On 1 July 2010, the SPX launched an electronic trading platform (ETP). The Exchange now has market phases which allow the brokers to perform tasks throughout a business day. With the electronic system of trading, the price time priority is maintained, but there are two sessions of normal trading hours. The first one is from 10.30am to 11.30am and the second normal session of trading happens from 2.30pm to 3.30pm. This is when the orders may be entered, amended or withdrawn and are matched on entry. There are “pre-open” sessions where brokers can enter, amend or withdraw orders for their clients. The platform goes into enquiry mode after 3.30pm and is only accessible for viewing purposes. Unmatched orders at the end of the day that remain unexecuted are reloaded in the trading platform for the next day.

Transactions are immediate and transparent and results of each session are reported widely to the media, regulators, members, market participants, institutional investors and other interested parties. All the trading reports are automatically generated and updates in real-time.

The SPX maintains the SPX total return index (STRI) which is an aggregate market capitalization index which reflects the aggregate market value of all its components relative to their aggregate value on the base day. The index is constructed on a base of 1000 set at 4 January 2000. Components of this index include shares all of SPX listed securities. STRI is an accumulation index which reflects the total return from the stock market including the price and dividend returns.

Trading was paper-based before the launch of ETP, conducted by a "call market" on a physical trading floor at 10:30am each weekday.
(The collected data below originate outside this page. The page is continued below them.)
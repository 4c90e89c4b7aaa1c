//! Axum application setup.

use std::net::SocketAddr;

use axum::{
    Router,
    routing::{get, post},
};
use tower_http::cors::{Any, CorsLayer};
use tower_http::trace::TraceLayer;
use tracing::info;

use super::handlers;
use super::state::{AppState, ServerConfig};
use crate::web::static_handler;

/// Create the Axum router with all routes.
pub fn create_router(state: AppState) -> Router {
    // The JSON API may be called from other origins; the form is same-origin.
    let cors = CorsLayer::new()
        .allow_origin(Any)
        .allow_methods(Any)
        .allow_headers(Any);

    let api_routes = Router::new()
        .route("/rules", get(handlers::get_rules))
        .route("/organisms", get(handlers::list_organisms))
        .route(
            "/organisms/:organism/antibiotics",
            get(handlers::list_antibiotics),
        )
        .route("/classify", post(handlers::classify))
        .layer(cors);

    Router::new()
        .route("/", get(handlers::show_form).post(handlers::submit_form))
        .nest("/api", api_routes)
        .fallback(static_handler)
        .layer(TraceLayer::new_for_http())
        .with_state(state)
}

/// Start the web server and run until Ctrl+C.
///
/// `on_bound` runs once the listener holds the port, before the first
/// request is accepted. It is not called when binding fails.
pub async fn run_server(
    state: AppState,
    config: &ServerConfig,
    on_bound: impl FnOnce(SocketAddr),
) -> Result<(), Box<dyn std::error::Error>> {
    let app = create_router(state);

    let listener = tokio::net::TcpListener::bind(config.bind_target()).await?;
    let addr = listener.local_addr()?;
    info!(addr = %addr, "server listening");
    on_bound(addr);

    axum::serve(listener, app)
        .with_graceful_shutdown(shutdown_signal())
        .await?;

    info!("server stopped");
    Ok(())
}

async fn shutdown_signal() {
    if tokio::signal::ctrl_c().await.is_ok() {
        info!("shutdown requested");
    }
}
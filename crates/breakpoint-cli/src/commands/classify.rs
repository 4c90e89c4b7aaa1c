//! Classify command - interpret one MIC from the command line.

use std::path::PathBuf;

use breakpoint::{Classification, ClassificationRequest, RuleTable};
use colored::Colorize;

pub fn run(
    rules_path: PathBuf,
    request: ClassificationRequest,
    json_output: bool,
    verbose: bool,
) -> Result<(), Box<dyn std::error::Error>> {
    let table = RuleTable::load(&rules_path)?;
    let explanation = request.explain(&table);

    if json_output {
        let output = serde_json::json!({
            "organism": request.organism,
            "antibiotic": request.antibiotic,
            "mic": request.mic,
            "result": explanation.classification,
            "kind": explanation.classification.kind(),
            "matched_index": explanation.matched_index,
            "matched_rule": explanation.matched_rule,
        });
        println!("{}", serde_json::to_string_pretty(&output)?);
        return Ok(());
    }

    let result = explanation.classification.to_string();
    let colored_result = match &explanation.classification {
        Classification::Category(category) => match category.as_str() {
            "Susceptible" => result.green().bold(),
            "Intermediate" => result.yellow().bold(),
            "Resistant" => result.red().bold(),
            _ => result.white().bold(),
        },
        Classification::NotDefined | Classification::InvalidMic => result.dimmed(),
    };
    println!("{}", colored_result);

    if verbose {
        println!();
        println!("  Organism:   {}", request.organism);
        println!("  Antibiotic: {}", request.antibiotic);
        match explanation.mic {
            Some(mic) => println!("  MIC:        {}", mic),
            None => println!("  MIC:        {} (not a number)", request.mic),
        }
        println!("  Ranges:     {}", explanation.candidates);
        if let (Some(index), Some(rule)) = (explanation.matched_index, &explanation.matched_rule) {
            println!(
                "  Matched:    rule {} [{}, {}]",
                index, rule.min, rule.max
            );
        }
    }

    Ok(())
}
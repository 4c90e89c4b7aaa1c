//! HTML form handlers.

use axum::{Form, extract::State, response::Html};
use breakpoint::ClassificationRequest;
use tracing::info;

use crate::server::page::FormPage;
use crate::server::state::AppState;

/// GET / - Render the empty classification form.
pub async fn show_form(State(state): State<AppState>) -> Html<String> {
    Html(FormPage::blank(&state.table, &state.antibiotic_index).render())
}

/// POST / - Classify the submitted MIC and re-render the form with the result.
pub async fn submit_form(
    State(state): State<AppState>,
    Form(request): Form<ClassificationRequest>,
) -> Html<String> {
    let result = request.classify(&state.table);
    info!(
        organism = %request.organism,
        antibiotic = %request.antibiotic,
        result = %result,
        "form classification"
    );

    let page = FormPage {
        table: &state.table,
        antibiotic_index: &state.antibiotic_index,
        organism: Some(request.organism.as_str()),
        antibiotic: Some(request.antibiotic.as_str()),
        mic: Some(request.mic.as_str()),
        result: Some(&result),
    };
    Html(page.render())
}
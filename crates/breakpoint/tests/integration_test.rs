//! Integration tests for breakpoint.

use std::io::Write;
use std::path::PathBuf;
use tempfile::NamedTempFile;

use breakpoint::{BreakpointError, Classification, RuleTable, Severity, classify, explain, lint};

/// Helper to create a temporary file with given content.
fn create_test_file(content: &str) -> NamedTempFile {
    let mut file = NamedTempFile::new().expect("Failed to create temp file");
    file.write_all(content.as_bytes())
        .expect("Failed to write to temp file");
    file
}

/// The sample table shipped in `data/`.
fn sample_table_path() -> PathBuf {
    PathBuf::from(env!("CARGO_MANIFEST_DIR")).join("../../data/sample_rules.json")
}

const ECOLI_TABLE: &str = r#"{
    "E. coli": {
        "Ampicillin": [
            {"min": 0, "max": 8, "category": "Susceptible"},
            {"min": 8.01, "max": 16, "category": "Intermediate"},
            {"min": 16.01, "max": 999, "category": "Resistant"}
        ]
    }
}"#;

fn category(name: &str) -> Classification {
    Classification::Category(name.to_string())
}

// =============================================================================
// Loading Tests
// =============================================================================

#[test]
fn test_load_from_file() {
    let file = create_test_file(ECOLI_TABLE);
    let table = RuleTable::load(file.path()).expect("Load failed");

    assert_eq!(table.organism_count(), 1);
    assert_eq!(table.pair_count(), 1);
    assert_eq!(table.rule_count(), 3);
}

#[test]
fn test_load_sample_table() {
    let table = RuleTable::load(sample_table_path()).expect("Load failed");

    let organisms: Vec<_> = table.organisms().collect();
    assert_eq!(
        organisms,
        vec![
            "Escherichia coli",
            "Staphylococcus aureus",
            "Pseudomonas aeruginosa"
        ]
    );
    assert!(lint(&table).is_empty());
}

#[test]
fn test_load_malformed_json() {
    let file = create_test_file("{ \"E. coli\": ");
    let err = RuleTable::load(file.path()).unwrap_err();
    assert!(matches!(err, BreakpointError::Json(_)));
}

#[test]
fn test_load_structurally_invalid() {
    let file = create_test_file(r#"{"E. coli": ["Ampicillin"]}"#);
    assert!(RuleTable::load(file.path()).is_err());
}

#[test]
fn test_load_missing_file() {
    let err = RuleTable::load("/definitely/not/here.json").unwrap_err();
    assert!(matches!(err, BreakpointError::Io { .. }));
}

#[test]
fn test_round_trip_preserves_order() {
    let table = RuleTable::load(sample_table_path()).expect("Load failed");
    let json = table.to_json_pretty().unwrap();
    let reloaded = RuleTable::from_json_str(&json).unwrap();

    assert_eq!(table, reloaded);
    assert_eq!(
        reloaded.antibiotics("Escherichia coli").collect::<Vec<_>>(),
        vec!["Ampicillin", "Ciprofloxacin", "Gentamicin"]
    );
}

// =============================================================================
// Classification Tests
// =============================================================================

#[test]
fn test_classify_ecoli_scenario() {
    let table = RuleTable::from_json_str(ECOLI_TABLE).unwrap();

    assert_eq!(classify(&table, "E. coli", "Ampicillin", "8"), category("Susceptible"));
    assert_eq!(classify(&table, "E. coli", "Ampicillin", "12"), category("Intermediate"));
    assert_eq!(classify(&table, "E. coli", "Ampicillin", "20"), category("Resistant"));
    assert_eq!(
        classify(&table, "E. coli", "Ampicillin", "xyz").to_string(),
        "Invalid MIC input"
    );
    assert_eq!(
        classify(&table, "Unknown Bug", "Ampicillin", "5").to_string(),
        "Value not defined by CLSI"
    );
}

#[test]
fn test_boundaries_are_inclusive() {
    let table = RuleTable::from_json_str(
        r#"{"Org": {"Ab": [{"min": 4, "max": 8, "category": "Susceptible"}]}}"#,
    )
    .unwrap();

    assert_eq!(classify(&table, "Org", "Ab", "4"), category("Susceptible"));
    assert_eq!(classify(&table, "Org", "Ab", "8"), category("Susceptible"));
    assert_eq!(classify(&table, "Org", "Ab", "3.999"), Classification::NotDefined);
    assert_eq!(classify(&table, "Org", "Ab", "8.001"), Classification::NotDefined);
}

#[test]
fn test_first_match_wins_on_overlap() {
    let table = RuleTable::from_json_str(
        r#"{"Org": {"Ab": [
            {"min": 0, "max": 10, "category": "A"},
            {"min": 5, "max": 15, "category": "B"}
        ]}}"#,
    )
    .unwrap();

    assert_eq!(classify(&table, "Org", "Ab", "7"), category("A"));
}

#[test]
fn test_inverted_rule_never_matches_but_later_rule_does() {
    let table = RuleTable::from_json_str(
        r#"{"Org": {"Ab": [
            {"min": 10, "max": 0, "category": "Broken"},
            {"min": 0, "max": 10, "category": "Fine"}
        ]}}"#,
    )
    .unwrap();

    assert_eq!(classify(&table, "Org", "Ab", "5"), category("Fine"));

    let issues = lint(&table);
    assert_eq!(issues.len(), 1);
    assert_eq!(issues[0].severity, Severity::Warning);
}

#[test]
fn test_organism_names_are_case_sensitive() {
    let table = RuleTable::from_json_str(ECOLI_TABLE).unwrap();
    assert_eq!(
        classify(&table, "e. coli", "Ampicillin", "4"),
        Classification::NotDefined
    );
    assert_eq!(
        classify(&table, "E. coli", "ampicillin", "4"),
        Classification::NotDefined
    );
}

#[test]
fn test_explain_agrees_with_classify_on_sample() {
    let table = RuleTable::load(sample_table_path()).expect("Load failed");

    for (organism, antibiotic, _) in table.entries() {
        for mic in ["0", "0.25", "2", "2.005", "4", "8", "16", "500", "abc", ""] {
            assert_eq!(
                explain(&table, organism, antibiotic, mic).classification,
                classify(&table, organism, antibiotic, mic),
                "{} / {} / {:?}",
                organism,
                antibiotic,
                mic
            );
        }
    }
}

#[test]
fn test_python_written_table_with_open_range() {
    // json.dump(float("inf")) writes a bare Infinity literal
    let file = create_test_file(
        r#"{"E": {"A": [
            {"min": 0, "max": 8, "category": "S"},
            {"min": 8.01, "max": Infinity, "category": "R"}
        ]}}"#,
    );
    let table = RuleTable::load(file.path()).expect("Load failed");

    assert_eq!(
        classify(&table, "E", "A", "8"),
        Classification::Category("S".into())
    );
    assert_eq!(
        classify(&table, "E", "A", "1e9"),
        Classification::Category("R".into())
    );
    assert_eq!(
        classify(&table, "E", "A", "inf"),
        Classification::Category("R".into())
    );
    assert_eq!(classify(&table, "E", "A", "-1"), Classification::NotDefined);
    assert!(lint(&table).is_empty());
}
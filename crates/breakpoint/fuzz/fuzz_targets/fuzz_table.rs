//! Fuzz target for rule table loading.
//!
//! This fuzzer tests that the loader never panics on arbitrary bytes and
//! that every accepted table can be linted and queried.

#![no_main]

use breakpoint::{RuleTable, classify, lint};
use libfuzzer_sys::fuzz_target;

fuzz_target!(|data: &[u8]| {
    let Ok(input) = std::str::from_utf8(data) else {
        return;
    };

    if let Ok(table) = RuleTable::from_json_str(input) {
        let _ = lint(&table);
        for (organism, antibiotic, _) in table.entries() {
            let _ = classify(&table, organism, antibiotic, "1");
        }
    }
});
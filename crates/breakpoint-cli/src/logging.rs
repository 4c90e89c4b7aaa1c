//! Logging setup using `tracing` and `tracing-subscriber`.
//!
//! Logs go to stderr so that command output on stdout (tables, JSON) stays
//! clean. `RUST_LOG` overrides the level chosen from `--verbose`.

use std::io::{self, IsTerminal};

use tracing_subscriber::{EnvFilter, fmt, layer::SubscriberExt, util::SubscriberInitExt};

use crate::cli::LogFormat;

/// Crates whose events are shown by default.
const LOG_TARGETS: &[&str] = &["breakpoint", "breakpoint_cli", "tower_http"];

/// Build the default filter directive for a verbosity setting.
fn default_directive(verbose: bool) -> String {
    let level = if verbose { "debug" } else { "info" };
    LOG_TARGETS
        .iter()
        .map(|target| format!("{}={}", target, level))
        .collect::<Vec<_>>()
        .join(",")
}

/// Initialize the global tracing subscriber.
///
/// Call once at startup.
pub fn init_logging(verbose: bool, format: LogFormat) -> Result<(), Box<dyn std::error::Error>> {
    let filter = EnvFilter::try_from_default_env()
        .unwrap_or_else(|_| EnvFilter::new(default_directive(verbose)));
    let ansi = io::stderr().is_terminal();

    match format {
        LogFormat::Json => tracing_subscriber::registry()
            .with(filter)
            .with(fmt::layer().json().with_writer(io::stderr))
            .try_init()?,
        LogFormat::Compact => tracing_subscriber::registry()
            .with(filter)
            .with(
                fmt::layer()
                    .compact()
                    .with_writer(io::stderr)
                    .with_ansi(ansi)
                    .with_target(false),
            )
            .try_init()?,
        LogFormat::Pretty => tracing_subscriber::registry()
            .with(filter)
            .with(
                fmt::layer()
                    .with_writer(io::stderr)
                    .with_ansi(ansi)
                    .with_target(verbose),
            )
            .try_init()?,
    }

    Ok(())
}

#[cfg(test)]
mod tests {
    use super::*;

    #[test]
    fn test_default_directive() {
        assert_eq!(
            default_directive(false),
            "breakpoint=info,breakpoint_cli=info,tower_http=info"
        );
        assert!(default_directive(true).contains("breakpoint=debug"));
    }

    #[test]
    fn test_default_directive_parses() {
        assert!(EnvFilter::try_new(default_directive(true)).is_ok());
    }
}
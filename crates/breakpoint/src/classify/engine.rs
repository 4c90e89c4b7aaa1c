//! Range matching against a rule table.

use serde::{Deserialize, Serialize};
use tracing::debug;

use crate::rules::{RangeRule, RuleTable};

use super::mic::parse_mic;
use super::outcome::{Classification, Explanation};

/// One classification query as submitted by a user.
///
/// Every field defaults to the empty string, matching an unselected form
/// control.
#[derive(Debug, Clone, Default, PartialEq, Eq, Serialize, Deserialize)]
pub struct ClassificationRequest {
    #[serde(default)]
    pub organism: String,
    #[serde(default)]
    pub antibiotic: String,
    #[serde(default)]
    pub mic: String,
}

impl ClassificationRequest {
    /// Create a new request.
    pub fn new(
        organism: impl Into<String>,
        antibiotic: impl Into<String>,
        mic: impl Into<String>,
    ) -> Self {
        Self {
            organism: organism.into(),
            antibiotic: antibiotic.into(),
            mic: mic.into(),
        }
    }

    /// Classify this request against `table`.
    pub fn classify(&self, table: &RuleTable) -> Classification {
        classify(table, &self.organism, &self.antibiotic, &self.mic)
    }

    /// Classify this request and report how the result was reached.
    pub fn explain(&self, table: &RuleTable) -> Explanation {
        explain(table, &self.organism, &self.antibiotic, &self.mic)
    }
}

/// Classify a raw MIC for an organism and antibiotic.
///
/// The MIC text is parsed first; if it is not a number the result is
/// [`Classification::InvalidMic`] whatever the other inputs are. Otherwise
/// the first rule (in table order) whose inclusive range holds the value
/// supplies the category. Unknown organisms or antibiotics and values outside
/// every range give [`Classification::NotDefined`].
///
/// # Example
///
/// ```
/// use breakpoint::{Classification, RuleTable, classify};
///
/// let table = RuleTable::from_json_str(
///     r#"{"E. coli": {"Ampicillin": [{"min": 0, "max": 8, "category": "Susceptible"}]}}"#,
/// )
/// .unwrap();
///
/// assert_eq!(
///     classify(&table, "E. coli", "Ampicillin", "8"),
///     Classification::Category("Susceptible".into())
/// );
/// assert_eq!(classify(&table, "E. coli", "Ampicillin", "xyz"), Classification::InvalidMic);
/// ```
pub fn classify(
    table: &RuleTable,
    organism: &str,
    antibiotic: &str,
    raw_mic: &str,
) -> Classification {
    let classification = match parse_mic(raw_mic) {
        Some(value) => classify_value(table, organism, antibiotic, value),
        None => Classification::InvalidMic,
    };
    debug!(organism, antibiotic, raw_mic, result = %classification, "classified MIC");
    classification
}

/// Classify an already-parsed MIC value.
pub fn classify_value(
    table: &RuleTable,
    organism: &str,
    antibiotic: &str,
    value: f64,
) -> Classification {
    match first_match(table.rules_for(organism, antibiotic), value) {
        Some((_, rule)) => Classification::Category(rule.category.clone()),
        None => Classification::NotDefined,
    }
}

/// Same as [`classify`], with the parsed value and the winning rule.
pub fn explain(
    table: &RuleTable,
    organism: &str,
    antibiotic: &str,
    raw_mic: &str,
) -> Explanation {
    let rules = table.rules_for(organism, antibiotic);

    let Some(value) = parse_mic(raw_mic) else {
        return Explanation {
            mic: None,
            candidates: rules.len(),
            matched_index: None,
            matched_rule: None,
            classification: Classification::InvalidMic,
        };
    };

    match first_match(rules, value) {
        Some((index, rule)) => Explanation {
            mic: Some(value),
            candidates: rules.len(),
            matched_index: Some(index),
            matched_rule: Some(rule.clone()),
            classification: Classification::Category(rule.category.clone()),
        },
        None => Explanation {
            mic: Some(value),
            candidates: rules.len(),
            matched_index: None,
            matched_rule: None,
            classification: Classification::NotDefined,
        },
    }
}

/// Find the first rule containing `value`, with its position.
///
/// The scan stops at the first hit, so an earlier rule always beats a later
/// overlapping one.
pub fn first_match(rules: &[RangeRule], value: f64) -> Option<(usize, &RangeRule)> {
    rules.iter().enumerate().find(|(_, rule)| rule.contains(value))
}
Each listed entity name was called out by the "market caller" and orders were submitted by brokers and dealers and recorded by the "chalker" and the "recorders". The market caller then matched orders on a price and time priority basis. A "chief arbiter" supervised the trading. Unmatched orders at the end of the session were carried forward to the next day.

== History ==

The Exchange was established in 1979 as the Suva Stock Exchange, owned by the Fiji Development Bank. In 1993 the ownership was broadened to allow eight other financial institutions to take part.

The market began as a "trading post" where orders were telephoned in and remained until matched. In 1996 it changed to its present form as a "call market" described above.

In 2000 it changed its name to the South Pacific Stock Exchange, with a view to becoming a regional exchange.

In 2019, the Exchange focused on improving its visibility and a rebranding exercise to be in-line with international counterparts. This included:

1. Office Relocation -
In March 2019, the SPX Group relocated to Sabrina Building in Victoria Parade with a view to strengthen its visibility amongst ordinary Fijians and promote its mission to increase the attractiveness of the SPX as the preferred investment and capital raising venue. The relocation also gave SPX an option to install a stock ticker display screen which is a common sight at buildings which house stock exchanges globally.

2. Rebranding from SPSE to SPX -
The rebranding exercise including the launch of a new logo was part of the progressive development being undertaken at SPX and has been a proud moment for the institution itself with 2019 being the 40th year of operations for the SPX. The rebranded acronym “SPX” promotes itself as a fresh, innovative and progressive identification for the SPX operations and is aligned to international standards used by exchanges globally to depict their name. The colour combinations depicted in the rebranded SPX logo reflect the deep blue Pacific Ocean with blends of green to symbolise growth and richness.